Well B-49, drilled in 1973, was proposed as a producer well for the 0-95 zone water flood pilot. This well was chosen because of its location within the desired pilot area, and because the drill stem tests, in July 1985, showed the well as a desirable producer for secondary recovery.

The well had been abandoned in the zone at uneconomic primary rates.

This testing was on natural flow, and the well was originally completed to produce in this manner. To save early production cost, installation of artificial lift was planned for a later date.

Water cuts were expected to rise to 90% and above sometime after production started, due to the injection already initiated into this reservoir. But high initial water ratios during production testing reduced the well's capacity to produce on natural flow sooner than expected.

Because large volumes of water would be produced to maintain economic oil rates and with other considerations, including the capacity limitations of the existing gas lift system, electric submersible pumps (ESP) were chosen as the preferred lift method.

The ESP was installed without difficulty, and the well was placed on production. Similar to most oil wells in Bunyu, many zones in well B49 had been perforated previously for production, and cement squeezed when the zones were abandoned. In general, good primary cementing in Bunyu is very difficult to obtain and is generally poor, especially in the old wells such as B-49.

Apparently because of the combination of poor primary cement and "incompetent" (unconsolidated) sandstones, breakdown of primary cement and shallow squeezes occur when subjected to pressure drawdowns of ESP'S.

The previous testing in 1985 needed difficult squeeze work to prepare the well. Those jobs were examined closely in an effort to improve upon the methods used. Although great care was taken to ensure good squeeze jobs, including testing various cement mixtures and placement techniques (different methods of hesitation squeezing, pump rates, etc.), some squeezes still required multiple jobs with increasing costs to obtain the required casing test results.

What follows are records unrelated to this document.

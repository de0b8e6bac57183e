//! Maps launch outcomes to the screen the user lands on.

use crate::app::state::{Destination, InitializationState};

/// Destination for a classified outcome.
///
/// `KeysMissing` is only routed once retries are exhausted and always comes with a
/// fatal alert. `Failed` keeps the current screen.
pub fn route(outcome: &InitializationState, confirmation_required: bool) -> Option<Destination> {
    match outcome {
        InitializationState::Uninitialized => Some(Destination::Onboarding),
        InitializationState::KeysMissing => Some(Destination::Tabs),
        InitializationState::Initialized if confirmation_required => {
            Some(Destination::PhraseDisplay)
        }
        InitializationState::Initialized => Some(Destination::Tabs),
        InitializationState::Failed(_) => None,
    }
}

Much was learned regarding the formation competence and problems associated with utilizing the old wells.

REPAIR ALTERNATIVES

Additional pump testing resulted in additional breakdowns, finally requiring temporary abandonment for safety reasons. It was apparent that additional squeezing of these perforations would most likely be unsuccessful and not cost-effective. An evaluation was made to determine the optimum method of repair to bring the well back on production.

Alternatives included:

  • A complete resqueezing program with a special epoxy-based resin cement which needed to be designed and ordered from the U.S.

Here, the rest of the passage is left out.